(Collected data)
________________

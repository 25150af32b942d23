//! Structured logging setup for hosting binaries.

use std::env;
use tracing_subscriber::EnvFilter;

/// Initialize the global tracing subscriber.
///
/// `RUST_LOG` overrides `default_filter`. `LOG_FORMAT=json` switches to JSON
/// lines. Calling this more than once is harmless.
pub fn init(default_filter: &str) {
    let filter = EnvFilter::try_from_default_env()
        .or_else(|_| EnvFilter::try_new(default_filter))
        .unwrap_or_else(|_| EnvFilter::new("info"));

    let json = env::var("LOG_FORMAT").is_ok_and(|v| v.eq_ignore_ascii_case("json"));
    let builder = tracing_subscriber::fmt()
        .with_env_filter(filter)
        .with_target(true);

    let result = if json {
        builder.json().flatten_event(true).try_init()
    } else {
        builder.try_init()
    };

    if result.is_ok() {
        tracing::info!(filter = %default_filter, json, "Logging initialized");
    }
}

/// Initialize logging for tests (with simpler output).
#[cfg(test)]
pub fn init_test_logging() {
    let _ = tracing_subscriber::fmt()
        .with_test_writer()
        .with_env_filter("debug")
        .try_init();
}
//! # Reconciliation
//!
//! Batch audit comparing per-key counts held by the source and target
//! systems, independent of the event stream.
//!
//! ```text
//! ┌───────────────────────┐  trigger   ┌───────────────────────┐
//! │ ReconciliationScheduler├──────────►│ ReconciliationTrigger │
//! └───────────────────────┘            └───────────┬───────────┘
//!                                                  │ spawn
//!                                                  ▼
//!  PopulationClient ──►┌───────────────────────┐◄── CountClient (source)
//!                      │ ReconciliationRunner  │◄── CountClient (target)
//!  DetailClient ──────►└───────────┬───────────┘
//!                                  │ diff + MismatchPolicy
//!                                  ▼
//!                       ReconciliationSummary ──► TelemetrySink
//! ```

pub mod diff;
pub mod policy;
pub mod report;
pub mod runner;
pub mod scheduler;
pub mod statistics;
pub mod trigger;

pub use diff::{diff, sorted, Mismatch, MismatchKind};
pub use policy::{MismatchPolicy, ReconciliationKind, ReportTransfers, SuppressTransfers};
pub use report::{ReconciliationSummary, ReportedMismatch};
pub use runner::{
    ReconciliationClients, ReconciliationConfig, ReconciliationError, ReconciliationResult,
    ReconciliationRunner, ReconciliationScope,
};
pub use scheduler::{ReconciliationScheduler, ScheduleConfig, ScheduleFrequency};
pub use statistics::{RunStatistics, StatisticsTracker};
pub use trigger::{ReconciliationTrigger, TriggerAccepted};
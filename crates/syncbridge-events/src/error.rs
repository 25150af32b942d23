//! Error types for the syncbridge-events crate.

use thiserror::Error;

/// Errors raised while turning an inbound message into a change event.
#[derive(Debug, Error)]
pub enum EventError {
    /// Message body is not a valid envelope.
    #[error("Invalid event envelope: {reason}")]
    InvalidEnvelope { reason: String },

    /// Envelope lacks the attribute that identifies the entity.
    #[error("Event {event_type} is missing attribute {attribute}")]
    MissingAttribute {
        event_type: String,
        attribute: String,
    },
}

impl EventError {
    /// Malformed input never becomes valid on redelivery.
    #[must_use]
    pub fn is_transient(&self) -> bool {
        false
    }
}

impl From<serde_json::Error> for EventError {
    fn from(error: serde_json::Error) -> Self {
        Self::InvalidEnvelope {
            reason: error.to_string(),
        }
    }
}

/// Result type for event operations.
pub type EventResult<T> = Result<T, EventError>;
//! Common test utilities for engine tests.
//!
//! In-memory fakes for every client trait. Each fake counts its calls and can
//! be scripted to fail, so tests never need a network or database.

#![allow(dead_code)]

use std::collections::{HashMap, HashSet, VecDeque};
use std::sync::atomic::{AtomicUsize, Ordering};
use std::sync::Mutex;

use async_trait::async_trait;
use serde_json::{json, Value};

use syncbridge_connector::{
    ChildMappingBatch, ComparisonKey, ConnectorError, ConnectorResult, CountClient, CountRecord,
    DetailClient, EntityMapping, MappingStoreClient, PopulationClient, SourceClient,
    SubjectDetail, TargetClient,
};
use syncbridge_engine::{DeadLetter, DeadLetterQueue, SyncError, SyncResult};
use uuid::Uuid;

pub fn transient() -> ConnectorError {
    ConnectorError::server(503, "service unavailable")
}

pub fn rejected() -> ConnectorError {
    ConnectorError::Rejected {
        status: 400,
        detail: "bad request".to_string(),
    }
}

// ============================================================================
// Sync fakes
// ============================================================================

/// Dead-letter queue whose store is down: every push fails.
#[derive(Debug, Default)]
pub struct FailingDeadLetterQueue {
    pushes: AtomicUsize,
}

impl FailingDeadLetterQueue {
    pub fn pushes(&self) -> usize {
        self.pushes.load(Ordering::SeqCst)
    }
}

#[async_trait]
impl DeadLetterQueue for FailingDeadLetterQueue {
    async fn push(&self, _entry: DeadLetter) -> SyncResult<Uuid> {
        self.pushes.fetch_add(1, Ordering::SeqCst);
        Err(SyncError::DeadLetter("dead-letter store unavailable".to_string()))
    }

    async fn list(&self) -> SyncResult<Vec<DeadLetter>> {
        Ok(Vec::new())
    }

    async fn get(&self, _id: Uuid) -> SyncResult<Option<DeadLetter>> {
        Ok(None)
    }

    async fn take(&self, _id: Uuid) -> SyncResult<Option<DeadLetter>> {
        Ok(None)
    }
}

/// Source system returning `{ "id": .., "category": "EDU" }` for any id.
#[derive(Default)]
pub struct FakeSource {
    pub fetch_calls: AtomicUsize,
    pub failures: Mutex<VecDeque<ConnectorError>>,
}

impl FakeSource {
    pub fn calls(&self) -> usize {
        self.fetch_calls.load(Ordering::SeqCst)
    }
}

#[async_trait]
impl SourceClient for FakeSource {
    async fn fetch(&self, _family: &str, source_id: &str) -> ConnectorResult<Value> {
        self.fetch_calls.fetch_add(1, Ordering::SeqCst);
        if let Some(error) = self.failures.lock().unwrap().pop_front() {
            return Err(error);
        }
        Ok(json!({ "id": source_id, "category": "EDU" }))
    }
}

/// Target system handing out ids `T1`, `T2`, ...
#[derive(Default)]
pub struct FakeTarget {
    pub create_calls: AtomicUsize,
    pub update_calls: AtomicUsize,
    pub delete_calls: AtomicUsize,
    pub create_failures: Mutex<VecDeque<ConnectorError>>,
    pub payloads: Mutex<Vec<Value>>,
    pub updated: Mutex<Vec<String>>,
    pub deleted: Mutex<Vec<String>>,
    next_id: AtomicUsize,
}

impl FakeTarget {
    pub fn fail_creates(&self, errors: impl IntoIterator<Item = ConnectorError>) {
        self.create_failures.lock().unwrap().extend(errors);
    }

    pub fn creates(&self) -> usize {
        self.create_calls.load(Ordering::SeqCst)
    }

    pub fn updates(&self) -> usize {
        self.update_calls.load(Ordering::SeqCst)
    }

    pub fn deletes(&self) -> usize {
        self.delete_calls.load(Ordering::SeqCst)
    }
}

#[async_trait]
impl TargetClient for FakeTarget {
    async fn create(&self, _family: &str, payload: Value) -> ConnectorResult<String> {
        self.create_calls.fetch_add(1, Ordering::SeqCst);
        if let Some(error) = self.create_failures.lock().unwrap().pop_front() {
            return Err(error);
        }
        self.payloads.lock().unwrap().push(payload);
        let id = self.next_id.fetch_add(1, Ordering::SeqCst) + 1;
        Ok(format!("T{id}"))
    }

    async fn update(&self, _family: &str, target_id: &str, payload: Value) -> ConnectorResult<()> {
        self.update_calls.fetch_add(1, Ordering::SeqCst);
        self.payloads.lock().unwrap().push(payload);
        self.updated.lock().unwrap().push(target_id.to_string());
        Ok(())
    }

    async fn delete(&self, _family: &str, target_id: &str) -> ConnectorResult<()> {
        self.delete_calls.fetch_add(1, Ordering::SeqCst);
        self.deleted.lock().unwrap().push(target_id.to_string());
        Ok(())
    }
}

/// Mapping store enforcing one mapping per source id and per target id.
#[derive(Default)]
pub struct FakeMappingStore {
    pub find_calls: AtomicUsize,
    pub create_calls: AtomicUsize,
    pub create_failures: Mutex<VecDeque<ConnectorError>>,
    mappings: Mutex<Vec<EntityMapping>>,
}

impl FakeMappingStore {
    pub fn with_mapping(mapping: EntityMapping) -> Self {
        let store = Self::default();
        store.mappings.lock().unwrap().push(mapping);
        store
    }

    pub fn fail_creates(&self, errors: impl IntoIterator<Item = ConnectorError>) {
        self.create_failures.lock().unwrap().extend(errors);
    }

    pub fn creates(&self) -> usize {
        self.create_calls.load(Ordering::SeqCst)
    }

    pub fn mapping_for(&self, source_id: &str) -> Option<EntityMapping> {
        self.mappings
            .lock()
            .unwrap()
            .iter()
            .find(|m| m.source_id == source_id)
            .cloned()
    }

    pub fn len(&self) -> usize {
        self.mappings.lock().unwrap().len()
    }
}

#[async_trait]
impl MappingStoreClient for FakeMappingStore {
    async fn find_mapping(
        &self,
        _family: &str,
        key_type: &str,
        id: &str,
    ) -> ConnectorResult<Option<EntityMapping>> {
        self.find_calls.fetch_add(1, Ordering::SeqCst);
        let mappings = self.mappings.lock().unwrap();
        Ok(mappings
            .iter()
            .find(|m| match key_type {
                "target-id" => m.target_id == id,
                _ => m.source_id == id,
            })
            .cloned())
    }

    async fn create_mapping(&self, _family: &str, mapping: &EntityMapping) -> ConnectorResult<()> {
        self.create_calls.fetch_add(1, Ordering::SeqCst);
        if let Some(error) = self.create_failures.lock().unwrap().pop_front() {
            return Err(error);
        }

        let mut mappings = self.mappings.lock().unwrap();
        if let Some(existing) = mappings
            .iter()
            .find(|m| m.source_id == mapping.source_id || m.target_id == mapping.target_id)
        {
            return Err(ConnectorError::mapping_conflict(
                existing.clone(),
                mapping.clone(),
            ));
        }
        mappings.push(mapping.clone());
        Ok(())
    }

    async fn update_child_mappings(
        &self,
        _family: &str,
        _batch: &ChildMappingBatch,
    ) -> ConnectorResult<()> {
        Ok(())
    }
}

// ============================================================================
// Reconciliation fakes
// ============================================================================

/// Population of keys per partition, with scripted page failures.
#[derive(Default)]
pub struct FakePopulation {
    pub partitions: HashMap<String, Vec<ComparisonKey>>,
    pub failing_pages: HashSet<(String, u64)>,
    pub fail_size: bool,
    pub fail_partitions: bool,
    pub page_calls: AtomicUsize,
}

impl FakePopulation {
    pub fn new(partition: &str, keys: Vec<ComparisonKey>) -> Self {
        let mut population = Self::default();
        population.partitions.insert(partition.to_string(), keys);
        population
    }

    #[must_use]
    pub fn with_partition(mut self, partition: &str, keys: Vec<ComparisonKey>) -> Self {
        self.partitions.insert(partition.to_string(), keys);
        self
    }

    #[must_use]
    pub fn failing_page(mut self, partition: &str, page: u64) -> Self {
        self.failing_pages.insert((partition.to_string(), page));
        self
    }
}

#[async_trait]
impl PopulationClient for FakePopulation {
    async fn active_partitions(&self) -> ConnectorResult<Vec<String>> {
        if self.fail_partitions {
            return Err(transient());
        }
        let mut partitions: Vec<String> = self.partitions.keys().cloned().collect();
        partitions.sort();
        Ok(partitions)
    }

    async fn population_size(&self, partition: &str) -> ConnectorResult<u64> {
        if self.fail_size {
            return Err(transient());
        }
        Ok(self
            .partitions
            .get(partition)
            .map_or(0, |keys| keys.len() as u64))
    }

    async fn population_page(
        &self,
        partition: &str,
        page: u64,
        page_size: u64,
    ) -> ConnectorResult<Vec<ComparisonKey>> {
        self.page_calls.fetch_add(1, Ordering::SeqCst);
        if self.failing_pages.contains(&(partition.to_string(), page)) {
            return Err(transient());
        }
        let keys = self.partitions.get(partition).cloned().unwrap_or_default();
        Ok(keys
            .into_iter()
            .skip((page * page_size) as usize)
            .take(page_size as usize)
            .collect())
    }
}

/// Per-key counts. Keys in `failing_keys` fail both batch and single calls;
/// `reversed` returns batch results in descending key order.
#[derive(Default)]
pub struct FakeCounts {
    pub counts: HashMap<ComparisonKey, u64>,
    pub failing_keys: HashSet<ComparisonKey>,
    pub reversed: bool,
    pub batch_calls: AtomicUsize,
    pub single_calls: AtomicUsize,
}

impl FakeCounts {
    pub fn new(counts: &[(ComparisonKey, u64)]) -> Self {
        Self {
            counts: counts.iter().copied().collect(),
            ..Self::default()
        }
    }

    #[must_use]
    pub fn failing_key(mut self, key: ComparisonKey) -> Self {
        self.failing_keys.insert(key);
        self
    }

    #[must_use]
    pub fn reversed(mut self) -> Self {
        self.reversed = true;
        self
    }
}

#[async_trait]
impl CountClient for FakeCounts {
    async fn counts(
        &self,
        _partition: &str,
        keys: &[ComparisonKey],
    ) -> ConnectorResult<Vec<CountRecord>> {
        self.batch_calls.fetch_add(1, Ordering::SeqCst);
        if keys.iter().any(|key| self.failing_keys.contains(key)) {
            return Err(transient());
        }
        let mut records: Vec<CountRecord> = keys
            .iter()
            .filter_map(|key| self.counts.get(key).map(|count| CountRecord::new(*key, *count)))
            .collect();
        if self.reversed {
            records.reverse();
        }
        Ok(records)
    }

    async fn count(
        &self,
        _partition: &str,
        key: ComparisonKey,
    ) -> ConnectorResult<Option<CountRecord>> {
        self.single_calls.fetch_add(1, Ordering::SeqCst);
        if self.failing_keys.contains(&key) {
            return Err(transient());
        }
        Ok(self.counts.get(&key).map(|count| CountRecord::new(key, *count)))
    }
}

/// Subject details keyed by comparison key.
#[derive(Default)]
pub struct FakeDetails {
    pub locations: HashMap<ComparisonKey, String>,
    pub calls: Mutex<Vec<ComparisonKey>>,
}

impl FakeDetails {
    pub fn new(locations: &[(ComparisonKey, &str)]) -> Self {
        Self {
            locations: locations
                .iter()
                .map(|(key, location)| (*key, (*location).to_string()))
                .collect(),
            calls: Mutex::new(Vec::new()),
        }
    }

    pub fn requested(&self) -> Vec<ComparisonKey> {
        let mut keys = self.calls.lock().unwrap().clone();
        keys.sort_unstable();
        keys
    }
}

#[async_trait]
impl DetailClient for FakeDetails {
    async fn subject_detail(&self, key: ComparisonKey) -> ConnectorResult<SubjectDetail> {
        self.calls.lock().unwrap().push(key);
        match self.locations.get(&key) {
            Some(location) => Ok(SubjectDetail {
                key,
                subject_ref: format!("A{key:04}BC"),
                location: Some(location.clone()),
                active: true,
            }),
            None => Err(ConnectorError::not_found("subject", key.to_string())),
        }
    }
}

________________

WHAT YOU NEED TO DO =>
Print exactly the lines from the beginning of the entries through the line with "#[cfg(test)]". Output nothing more.

SOLUTION TO THE PROBLEM =>
repository 25150af32b942d23
//! Structured logging setup for hosting binaries.

use std::env;
use tracing_subscriber::EnvFilter;

/// Initialize the global tracing subscriber.
///
/// `RUST_LOG` overrides `default_filter`. `LOG_FORMAT=json` switches to JSON
/// lines. Calling this more than once is harmless.
pub fn init(default_filter: &str) {
    let filter = EnvFilter::try_from_default_env()
        .or_else(|_| EnvFilter::try_new(default_filter))
        .unwrap_or_else(|_| EnvFilter::new("info"));

    let json = env::var("LOG_FORMAT").is_ok_and(|v| v.eq_ignore_ascii_case("json"));
    let builder = tracing_subscriber::fmt()
        .with_env_filter(filter)
        .with_target(true);

    let result = if json {
        builder.json().flatten_event(true).try_init()
    } else {
        builder.try_init()
    };

    if result.is_ok() {
        tracing::info!(filter = %default_filter, json, "Logging initialized");
    }
}

/// Initialize logging for tests (with simpler output).
#[cfg(test)]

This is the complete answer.